ZP1 mutations identified in the OMD patients. Electropherogram of Sanger sequencing for the ZP1‐mutated patients compared to the reference sequence obtained from control individuals. OMD, oocyte maturation defect [Colour figure can be viewed at wileyonlinelibrary.com]

Characteristics of the ZP1 affected individuals and IVF results (Table 1)

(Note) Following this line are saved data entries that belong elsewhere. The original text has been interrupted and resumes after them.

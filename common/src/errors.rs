// Error handling framework
// Database, validation and booking write-path errors

use thiserror::Error;

/// Validation errors raised while turning a submitted form into an insert payload
#[derive(Error, Debug, Clone, PartialEq, Eq)]
pub enum ValidationError {
    #[error("Missing required field: {0}")]
    MissingField(String),

    #[error("Invalid field value for {field}: {reason}")]
    InvalidFieldValue { field: String, reason: String },
}

impl ValidationError {
    pub fn invalid(field: impl Into<String>, reason: impl Into<String>) -> Self {
        ValidationError::InvalidFieldValue {
            field: field.into(),
            reason: reason.into(),
        }
    }
}

/// Database-specific errors
#[derive(Error, Debug)]
pub enum DatabaseError {
    #[error("Database connection failed: {0}")]
    ConnectionFailed(String),

    #[error("Database health check failed: {0}")]
    HealthCheckFailed(String),

    #[error("Query execution failed: {0}")]
    QueryFailed(String),

    #[error("Transaction failed: {0}")]
    TransactionFailed(String),

    #[error("Record not found: {0}")]
    NotFound(String),

    #[error("Duplicate key violation: {0}")]
    DuplicateKey(String),

    #[error("Foreign key violation: {0}")]
    ForeignKeyViolation(String),

    #[error("Migration failed: {0}")]
    MigrationFailed(String),
}

/// Error returned by create/update paths: either the form was rejected or the write failed
#[derive(Error, Debug)]
pub enum BookingError {
    #[error(transparent)]
    Validation(#[from] ValidationError),

    #[error(transparent)]
    Database(#[from] DatabaseError),
}

impl BookingError {
    /// Short label used for metrics and logs
    pub fn reason(&self) -> &'static str {
        match self {
            BookingError::Validation(_) => "validation",
            BookingError::Database(DatabaseError::ForeignKeyViolation(_)) => "foreign_key",
            BookingError::Database(_) => "database",
        }
    }
}

// Implement From for common external errors
impl From<sqlx::Error> for DatabaseError {
    fn from(err: sqlx::Error) -> Self {
        match err {
            sqlx::Error::RowNotFound => DatabaseError::NotFound("Record not found".to_string()),
            sqlx::Error::Database(db_err) => {
                // Check for specific database error codes
                if let Some(code) = db_err.code() {
                    match code.as_ref() {
                        "23505" => DatabaseError::DuplicateKey(db_err.message().to_string()),
                        "23503" => DatabaseError::ForeignKeyViolation(db_err.message().to_string()),
                        _ => DatabaseError::QueryFailed(db_err.message().to_string()),
                    }
                } else {
                    DatabaseError::QueryFailed(db_err.message().to_string())
                }
            }
            sqlx::Error::PoolTimedOut | sqlx::Error::PoolClosed => {
                DatabaseError::ConnectionFailed(err.to_string())
            }
            _ => DatabaseError::QueryFailed(err.to_string()),
        }
    }
}

impl From<sqlx::migrate::MigrateError> for DatabaseError {
    fn from(err: sqlx::migrate::MigrateError) -> Self {
        DatabaseError::MigrationFailed(err.to_string())
    }
}
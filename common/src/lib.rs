// Shared library for the booking directory: model, rules, persistence, ambient setup

pub mod bootstrap;
pub mod config;
pub mod db;
pub mod directory;
pub mod errors;
pub mod formatting;
pub mod forms;
pub mod models;
pub mod storage;
pub mod telemetry;
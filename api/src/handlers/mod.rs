pub mod artists;
pub mod health;
pub mod home;
pub mod metrics;
pub mod shows;
pub mod venues;

// Common response types
use axum::{
    http::StatusCode,
    response::{Html, IntoResponse, Response},
};
use common::errors::{BookingError, DatabaseError};
use common::forms::{GENRES, STATES};
use serde::Serialize;
use tera::Context;

use crate::templates::TEMPLATES;

/// Error page response
///
/// `error` selects the status and page: `not_found` renders the 404 page,
/// everything else the 500 page.
#[derive(Debug, Serialize)]
pub struct ErrorResponse {
    pub error: String,
    pub message: String,
    pub trace_id: String,
}

impl ErrorResponse {
    pub fn new(error: impl Into<String>, message: impl Into<String>) -> Self {
        Self {
            error: error.into(),
            message: message.into(),
            trace_id: uuid::Uuid::new_v4().to_string(),
        }
    }

    pub fn not_found(message: impl Into<String>) -> Self {
        Self::new("not_found", message)
    }

    fn status(&self) -> StatusCode {
        match self.error.as_str() {
            "not_found" => StatusCode::NOT_FOUND,
            "validation_error" => StatusCode::BAD_REQUEST,
            _ => StatusCode::INTERNAL_SERVER_ERROR,
        }
    }
}

impl IntoResponse for ErrorResponse {
    fn into_response(self) -> Response {
        let status = self.status();
        let template = if status == StatusCode::NOT_FOUND {
            "errors/404.html"
        } else {
            tracing::error!(
                error = %self.error,
                message = %self.message,
                trace_id = %self.trace_id,
                "Request failed"
            );
            "errors/500.html"
        };

        let mut context = page_context("");
        context.insert("error", &self);

        match TEMPLATES.render(template, &context) {
            Ok(html) => (status, Html(html)).into_response(),
            Err(e) => {
                tracing::error!(error = %e, template = template, "Error page rendering failed");
                (status, self.message).into_response()
            }
        }
    }
}

/// Message shown at the top of the next rendered page
#[derive(Debug, Clone, Serialize)]
pub struct Flash {
    pub level: &'static str,
    pub message: String,
}

impl Flash {
    pub fn success(message: impl Into<String>) -> Self {
        Self {
            level: "success",
            message: message.into(),
        }
    }

    pub fn error(message: impl Into<String>) -> Self {
        Self {
            level: "danger",
            message: message.into(),
        }
    }
}

/// Context pre-filled with the navigation marker
pub fn page_context(active_page: &str) -> Context {
    let mut context = Context::new();
    context.insert("active_page", active_page);
    context
}

/// Context for the venue/artist forms, with the state and genre choices
pub fn form_context(active_page: &str) -> Context {
    let mut context = page_context(active_page);
    context.insert("states", STATES);
    context.insert("genres", GENRES);
    context
}

pub fn render(template: &str, context: &Context) -> Result<Html<String>, ErrorResponse> {
    TEMPLATES.render(template, context).map(Html).map_err(|e| {
        tracing::error!(error = %e, template = template, "Template rendering failed");
        ErrorResponse::new(
            "template_error",
            format!("Failed to render '{}': {}", template, e),
        )
    })
}

/// Home page carrying an optional flash message, with the given status
pub fn home_page(
    status: StatusCode,
    flash: Option<Flash>,
) -> Result<(StatusCode, Html<String>), ErrorResponse> {
    let mut context = page_context("home");
    if let Some(flash) = flash {
        context.insert("flash", &flash);
    }
    Ok((status, render("pages/home.html", &context)?))
}

/// Status for a rejected or failed submission
pub fn failure_status(err: &BookingError) -> StatusCode {
    match err {
        BookingError::Validation(_) => StatusCode::BAD_REQUEST,
        BookingError::Database(_) => StatusCode::INTERNAL_SERVER_ERROR,
    }
}

/// Convert database error to ErrorResponse
pub fn db_error(e: DatabaseError) -> ErrorResponse {
    ErrorResponse::new("database_error", format!("Database error: {}", e))
}

#[cfg(test)]
mod tests {
    use super::*;
    use common::errors::ValidationError;

    #[test]
    fn test_error_status_mapping() {
        assert_eq!(ErrorResponse::not_found("x").status(), StatusCode::NOT_FOUND);
        assert_eq!(
            ErrorResponse::new("validation_error", "x").status(),
            StatusCode::BAD_REQUEST
        );
        assert_eq!(
            ErrorResponse::new("database_error", "x").status(),
            StatusCode::INTERNAL_SERVER_ERROR
        );
    }

    #[test]
    fn test_failure_status() {
        let err: BookingError = ValidationError::MissingField("name".into()).into();
        assert_eq!(failure_status(&err), StatusCode::BAD_REQUEST);

        let err: BookingError = DatabaseError::ForeignKeyViolation("fk".into()).into();
        assert_eq!(failure_status(&err), StatusCode::INTERNAL_SERVER_ERROR);
    }

    #[test]
    fn test_home_page_renders_flash() {
        let (status, Html(body)) = home_page(
            StatusCode::OK,
            Some(Flash::success("Venue The Musical Hop was successfully listed!")),
        )
        .unwrap();

        assert_eq!(status, StatusCode::OK);
        assert!(body.contains("Venue The Musical Hop was successfully listed!"));
    }
}
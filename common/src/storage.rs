// BookingStore trait and its PostgreSQL implementation
// Handlers depend on the trait only; repositories stay behind it

use crate::db::repositories::{ArtistRepository, ShowRepository, VenueRepository};
use crate::db::DbPool;
use crate::directory::{group_by_area, split_shows};
use crate::errors::DatabaseError;
use crate::models::{
    Area, Artist, ArtistDetail, ArtistSummary, NewArtist, NewShow, NewVenue, SearchResults,
    ShowListing, Venue, VenueDetail,
};
use async_trait::async_trait;
use chrono::{DateTime, Utc};
use tracing::instrument;

/// Every read and write the booking pages need
#[cfg_attr(any(test, feature = "mock"), mockall::automock)]
#[async_trait]
pub trait BookingStore: Send + Sync {
    /// Verify the backing store answers
    async fn health_check(&self) -> Result<(), DatabaseError>;

    /// Venues grouped by (city, state), each with its own upcoming-show count
    async fn venue_areas(&self, now: DateTime<Utc>) -> Result<Vec<Area>, DatabaseError>;

    async fn search_venues(&self, term: &str) -> Result<SearchResults<Venue>, DatabaseError>;

    async fn find_venue(&self, id: i32) -> Result<Option<Venue>, DatabaseError>;

    /// Venue with its shows split into past and upcoming relative to `now`
    async fn venue_detail(
        &self,
        id: i32,
        now: DateTime<Utc>,
    ) -> Result<Option<VenueDetail>, DatabaseError>;

    async fn create_venue(&self, venue: NewVenue) -> Result<i32, DatabaseError>;

    /// Returns false when the venue does not exist
    async fn update_venue(&self, id: i32, venue: NewVenue) -> Result<bool, DatabaseError>;

    /// Returns false when the venue does not exist
    async fn delete_venue(&self, id: i32) -> Result<bool, DatabaseError>;

    async fn list_artists(&self) -> Result<Vec<ArtistSummary>, DatabaseError>;

    async fn search_artists(&self, term: &str) -> Result<SearchResults<Artist>, DatabaseError>;

    async fn find_artist(&self, id: i32) -> Result<Option<Artist>, DatabaseError>;

    /// Artist with their shows split into past and upcoming relative to `now`
    async fn artist_detail(
        &self,
        id: i32,
        now: DateTime<Utc>,
    ) -> Result<Option<ArtistDetail>, DatabaseError>;

    async fn create_artist(&self, artist: NewArtist) -> Result<i32, DatabaseError>;

    async fn update_artist(&self, id: i32, artist: NewArtist) -> Result<bool, DatabaseError>;

    async fn delete_artist(&self, id: i32) -> Result<bool, DatabaseError>;

    async fn list_shows(&self) -> Result<Vec<ShowListing>, DatabaseError>;

    async fn create_show(&self, show: NewShow) -> Result<i32, DatabaseError>;
}

/// PostgreSQL-backed BookingStore
pub struct PgBookingStore {
    pool: DbPool,
    venues: VenueRepository,
    artists: ArtistRepository,
    shows: ShowRepository,
}

impl PgBookingStore {
    pub fn new(pool: DbPool) -> Self {
        Self {
            venues: VenueRepository::new(pool.clone()),
            artists: ArtistRepository::new(pool.clone()),
            shows: ShowRepository::new(pool.clone()),
            pool,
        }
    }
}

#[async_trait]
impl BookingStore for PgBookingStore {
    async fn health_check(&self) -> Result<(), DatabaseError> {
        self.pool.health_check().await
    }

    #[instrument(skip(self))]
    async fn venue_areas(&self, now: DateTime<Utc>) -> Result<Vec<Area>, DatabaseError> {
        let summaries = self.venues.find_summaries(now).await?;
        Ok(group_by_area(summaries))
    }

    async fn search_venues(&self, term: &str) -> Result<SearchResults<Venue>, DatabaseError> {
        let venues = self.venues.search_by_name(term).await?;
        Ok(SearchResults::new(venues))
    }

    async fn find_venue(&self, id: i32) -> Result<Option<Venue>, DatabaseError> {
        self.venues.find_by_id(id).await
    }

    #[instrument(skip(self))]
    async fn venue_detail(
        &self,
        id: i32,
        now: DateTime<Utc>,
    ) -> Result<Option<VenueDetail>, DatabaseError> {
        let Some(venue) = self.venues.find_by_id(id).await? else {
            return Ok(None);
        };

        let shows = self.venues.find_shows(id).await?;
        let (past_shows, upcoming_shows) = split_shows(shows, now);

        Ok(Some(VenueDetail {
            venue,
            past_shows_count: past_shows.len(),
            upcoming_shows_count: upcoming_shows.len(),
            past_shows,
            upcoming_shows,
        }))
    }

    async fn create_venue(&self, venue: NewVenue) -> Result<i32, DatabaseError> {
        self.venues.create(&venue).await
    }

    async fn update_venue(&self, id: i32, venue: NewVenue) -> Result<bool, DatabaseError> {
        self.venues.update(id, &venue).await
    }

    async fn delete_venue(&self, id: i32) -> Result<bool, DatabaseError> {
        self.venues.delete(id).await
    }

    async fn list_artists(&self) -> Result<Vec<ArtistSummary>, DatabaseError> {
        self.artists.list_all().await
    }

    async fn search_artists(&self, term: &str) -> Result<SearchResults<Artist>, DatabaseError> {
        let artists = self.artists.search_by_name(term).await?;
        Ok(SearchResults::new(artists))
    }

    async fn find_artist(&self, id: i32) -> Result<Option<Artist>, DatabaseError> {
        self.artists.find_by_id(id).await
    }

    #[instrument(skip(self))]
    async fn artist_detail(
        &self,
        id: i32,
        now: DateTime<Utc>,
    ) -> Result<Option<ArtistDetail>, DatabaseError> {
        let Some(artist) = self.artists.find_by_id(id).await? else {
            return Ok(None);
        };

        let shows = self.artists.find_shows(id).await?;
        let (past_shows, upcoming_shows) = split_shows(shows, now);

        Ok(Some(ArtistDetail {
            artist,
            past_shows_count: past_shows.len(),
            upcoming_shows_count: upcoming_shows.len(),
            past_shows,
            upcoming_shows,
        }))
    }

    async fn create_artist(&self, artist: NewArtist) -> Result<i32, DatabaseError> {
        self.artists.create(&artist).await
    }

    async fn update_artist(&self, id: i32, artist: NewArtist) -> Result<bool, DatabaseError> {
        self.artists.update(id, &artist).await
    }

    async fn delete_artist(&self, id: i32) -> Result<bool, DatabaseError> {
        self.artists.delete(id).await
    }

    async fn list_shows(&self) -> Result<Vec<ShowListing>, DatabaseError> {
        self.shows.list_all().await
    }

    async fn create_show(&self, show: NewShow) -> Result<i32, DatabaseError> {
        self.shows.create(&show).await
    }
}
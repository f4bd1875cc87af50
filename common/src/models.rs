use chrono::{DateTime, Utc};
use serde::{Deserialize, Serialize};
use sqlx::FromRow;

// ============================================================================
// Entities
// ============================================================================

/// Venue is a location hosting shows
#[derive(Debug, Clone, PartialEq, Serialize, Deserialize, FromRow)]
pub struct Venue {
    pub id: i32,
    pub name: String,
    pub city: String,
    pub state: String,
    pub address: String,
    pub phone: Option<String>,
    pub genres: Vec<String>,
    pub facebook_link: Option<String>,
    pub image_link: Option<String>,
    pub website: Option<String>,
    pub seeking_talent: bool,
    pub seeking_description: Option<String>,
}

/// Artist is a performer
#[derive(Debug, Clone, PartialEq, Serialize, Deserialize, FromRow)]
pub struct Artist {
    pub id: i32,
    pub name: String,
    pub city: String,
    pub state: String,
    pub phone: Option<String>,
    pub genres: Vec<String>,
    pub facebook_link: Option<String>,
    pub image_link: Option<String>,
    pub website: Option<String>,
    pub seeking_venue: bool,
    pub seeking_description: Option<String>,
}

// ============================================================================
// Insert payloads (validated form submissions)
// ============================================================================

#[derive(Debug, Clone, PartialEq, Serialize, Deserialize)]
pub struct NewVenue {
    pub name: String,
    pub city: String,
    pub state: String,
    pub address: String,
    pub phone: Option<String>,
    pub genres: Vec<String>,
    pub facebook_link: Option<String>,
    pub image_link: Option<String>,
    pub website: Option<String>,
    pub seeking_talent: bool,
    pub seeking_description: Option<String>,
}

#[derive(Debug, Clone, PartialEq, Serialize, Deserialize)]
pub struct NewArtist {
    pub name: String,
    pub city: String,
    pub state: String,
    pub phone: Option<String>,
    pub genres: Vec<String>,
    pub facebook_link: Option<String>,
    pub image_link: Option<String>,
    pub website: Option<String>,
    pub seeking_venue: bool,
    pub seeking_description: Option<String>,
}

#[derive(Debug, Clone, PartialEq, Serialize, Deserialize)]
pub struct NewShow {
    pub artist_id: i32,
    pub venue_id: i32,
    pub start_time: DateTime<Utc>,
}

// ============================================================================
// Read models
// ============================================================================

/// Venue row used to build the by-area listing
#[derive(Debug, Clone, PartialEq, Serialize, Deserialize, FromRow)]
pub struct VenueSummary {
    pub id: i32,
    pub name: String,
    pub city: String,
    pub state: String,
    pub num_upcoming_shows: i64,
}

/// Venue entry inside an area
#[derive(Debug, Clone, PartialEq, Serialize, Deserialize)]
pub struct AreaVenue {
    pub id: i32,
    pub name: String,
    pub num_upcoming_shows: i64,
}

/// All venues sharing one (city, state) pair
#[derive(Debug, Clone, PartialEq, Serialize, Deserialize)]
pub struct Area {
    pub city: String,
    pub state: String,
    pub venues: Vec<AreaVenue>,
}

#[derive(Debug, Clone, PartialEq, Serialize, Deserialize, FromRow)]
pub struct ArtistSummary {
    pub id: i32,
    pub name: String,
}

/// A show seen from its venue: enriched with the performing artist
#[derive(Debug, Clone, PartialEq, Serialize, Deserialize, FromRow)]
pub struct ArtistShow {
    pub artist_id: i32,
    pub artist_name: String,
    pub artist_image_link: Option<String>,
    pub start_time: DateTime<Utc>,
}

/// A show seen from its artist: enriched with the hosting venue
#[derive(Debug, Clone, PartialEq, Serialize, Deserialize, FromRow)]
pub struct VenueShow {
    pub venue_id: i32,
    pub venue_name: String,
    pub venue_image_link: Option<String>,
    pub start_time: DateTime<Utc>,
}

/// Row of the /shows listing
#[derive(Debug, Clone, PartialEq, Serialize, Deserialize, FromRow)]
pub struct ShowListing {
    pub id: i32,
    pub venue_id: i32,
    pub venue_name: String,
    pub artist_id: i32,
    pub artist_name: String,
    pub artist_image_link: Option<String>,
    pub start_time: DateTime<Utc>,
}

#[derive(Debug, Clone, PartialEq, Serialize, Deserialize)]
pub struct VenueDetail {
    #[serde(flatten)]
    pub venue: Venue,
    pub past_shows: Vec<ArtistShow>,
    pub upcoming_shows: Vec<ArtistShow>,
    pub past_shows_count: usize,
    pub upcoming_shows_count: usize,
}

#[derive(Debug, Clone, PartialEq, Serialize, Deserialize)]
pub struct ArtistDetail {
    #[serde(flatten)]
    pub artist: Artist,
    pub past_shows: Vec<VenueShow>,
    pub upcoming_shows: Vec<VenueShow>,
    pub past_shows_count: usize,
    pub upcoming_shows_count: usize,
}

/// Name search result: the match count plus the raw rows
#[derive(Debug, Clone, PartialEq, Serialize, Deserialize)]
pub struct SearchResults<T> {
    pub count: usize,
    pub data: Vec<T>,
}

impl<T> SearchResults<T> {
    pub fn new(data: Vec<T>) -> Self {
        Self {
            count: data.len(),
            data,
        }
    }
}

/// Anything with a start time that can be classified as past or upcoming
pub trait Scheduled {
    fn start_time(&self) -> DateTime<Utc>;
}

impl Scheduled for ArtistShow {
    fn start_time(&self) -> DateTime<Utc> {
        self.start_time
    }
}

impl Scheduled for VenueShow {
    fn start_time(&self) -> DateTime<Utc> {
        self.start_time
    }
}

#[cfg(test)]
mod tests {
    use super::*;
    use chrono::TimeZone;

    #[test]
    fn test_search_results_count_matches_rows() {
        let results = SearchResults::new(vec![
            ArtistSummary { id: 1, name: "Guns N Petals".into() },
            ArtistSummary { id: 2, name: "Matt Quevedo".into() },
        ]);
        assert_eq!(results.count, 2);
        assert_eq!(results.data.len(), 2);
    }

    #[test]
    fn test_venue_detail_serializes_flat() {
        let detail = VenueDetail {
            venue: Venue {
                id: 1,
                name: "The Musical Hop".into(),
                city: "San Francisco".into(),
                state: "CA".into(),
                address: "1015 Folsom Street".into(),
                phone: Some("123-123-1234".into()),
                genres: vec!["Jazz".into(), "Swing".into()],
                facebook_link: None,
                image_link: None,
                website: None,
                seeking_talent: true,
                seeking_description: None,
            },
            past_shows: vec![ArtistShow {
                artist_id: 4,
                artist_name: "Guns N Petals".into(),
                artist_image_link: None,
                start_time: Utc.with_ymd_and_hms(2019, 5, 21, 21, 30, 0).unwrap(),
            }],
            upcoming_shows: vec![],
            past_shows_count: 1,
            upcoming_shows_count: 0,
        };

        let value = serde_json::to_value(&detail).unwrap();
        assert_eq!(value["name"], "The Musical Hop");
        assert_eq!(value["genres"][1], "Swing");
        assert_eq!(value["past_shows"][0]["artist_name"], "Guns N Petals");
        assert_eq!(value["past_shows"][0]["start_time"], "2019-05-21T21:30:00Z");
        assert_eq!(value["upcoming_shows_count"], 0);
    }
}
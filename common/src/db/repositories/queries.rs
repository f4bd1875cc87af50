// SQL query constants for repositories
// Centralizes repeated SELECT column lists

/// SQL query fragments for venues table
pub mod venue_queries {
    pub const SELECT_ALL_COLUMNS: &str = r#"id, name, city, state, address, phone, genres,
        facebook_link, image_link, website, seeking_talent, seeking_description"#;
}

/// SQL query fragments for artists table
pub mod artist_queries {
    pub const SELECT_ALL_COLUMNS: &str = r#"id, name, city, state, phone, genres,
        facebook_link, image_link, website, seeking_venue, seeking_description"#;
}

/// SQL query fragments for shows table
pub mod show_queries {
    /// Show joined with both sides, as listed on /shows
    pub const SELECT_LISTING: &str = r#"s.id, s.venue_id, v.name AS venue_name,
        s.artist_id, a.name AS artist_name, a.image_link AS artist_image_link,
        s.start_time
        FROM shows s
        JOIN venues v ON v.id = s.venue_id
        JOIN artists a ON a.id = s.artist_id"#;
}
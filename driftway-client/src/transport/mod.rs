//! Transport connections.
//!
//! A transport is the network-level duplex byte stream carrying one
//! channel. This module defines the contract the broker relies on and the
//! production WebSocket implementation ([`ws`]).

pub mod ws;

use async_trait::async_trait;
use bytes::Bytes;
use futures::{Sink, Stream};
use thiserror::Error;

pub use ws::{WsDial, WsTransport};

/// A single unit read from or written to a transport connection.
#[derive(Debug, Clone, PartialEq, Eq)]
pub enum Frame {
    /// Binary payload carrying protocol bytes.
    Data(Bytes),
    /// Close notification.
    Close,
}

/// Transport-level errors.
#[derive(Debug, Error)]
pub enum TransportError {
    /// WebSocket protocol or connection failure.
    #[error("websocket error: {0}")]
    WebSocket(#[from] tokio_tungstenite::tungstenite::Error),

    /// I/O error on the underlying connection.
    #[error("I/O error: {0}")]
    Io(#[from] std::io::Error),
}

/// A connected transport for one channel.
///
/// The stream side maps the connection's discrete signals:
///
/// - `Some(Ok(Frame::Data(_)))` — inbound bytes
/// - `Some(Err(_))` — an error notification (zero or more per connection)
/// - `Some(Ok(Frame::Close))` — the remote closed (at most once)
/// - `None` — the connection ended (at most once)
///
/// Implemented for free by anything with the right `Stream`/`Sink` shape.
pub trait Transport:
    Stream<Item = Result<Frame, TransportError>>
    + Sink<Frame, Error = TransportError>
    + Send
    + Unpin
{
}

impl<T> Transport for T where
    T: Stream<Item = Result<Frame, TransportError>>
        + Sink<Frame, Error = TransportError>
        + Send
        + Unpin
{
}

/// Opens transport connections.
///
/// Dialing is the readiness signal: the returned future resolves exactly
/// once, when the connection is usable for bidirectional I/O. The broker
/// imposes no timeout; a dial that never resolves leaves its channel
/// pending until removed.
#[async_trait]
pub trait Dial: Send + Sync + 'static {
    /// The connection type this dialer produces.
    type Transport: Transport + 'static;

    /// Connect to `url`. `tag` is the channel's diagnostic tag, for log
    /// correlation only.
    async fn dial(&self, url: &str, tag: &str) -> Result<Self::Transport, TransportError>;
}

We focused on the clinical characteristics observed for the five affected individuals during their IVF cycles. Unfortunately, at the time of the study, the IVF laboratory did not have any cameras linked to their microscopes and we do not have any photos of the abnormal oocytes. The values reported in Table 1 come from the careful examination of the embryos by the embryologists.

TABLE 1

Clinical characteristics of the affected patients

Patients	Origin, and number of siblings (n)	Age	Empty follicle	GV	MI	MII	Atretic	Total
Patients with ZP1 mutation (n = 5)
P1	Algeria (4)	33	3	0	0	0	0	0
P2	Algeria (3)	39	0	0	0	0	5	5
P3	Tunisia (13)	31	0	0	0	0	12	12
		32	0	0	0	0	20	20
P4	Saudi Arabia (Not avail.)	38	0	0	0	0	4	4
P5	Tunisia (4)	26	0	0	0	0	7	7
Average		33.16	0.5	0	0	0	8	8
Patient with TUBB8 variant		33	0	0	5	2	2	9
Patients with PATL2 mutation (n = 6)
Average		34	0	6	1.38	0	3.89	10
Patients without PATL2 mutation (n = 16)
Average		30	0	0.52	3.47	3.64	7.29	8

Note: The patients P1, P2, and P3 correspond to the newly recruited OMD women, P4 and P5 correspond to patients P14 and P15 patients already described in our previous study.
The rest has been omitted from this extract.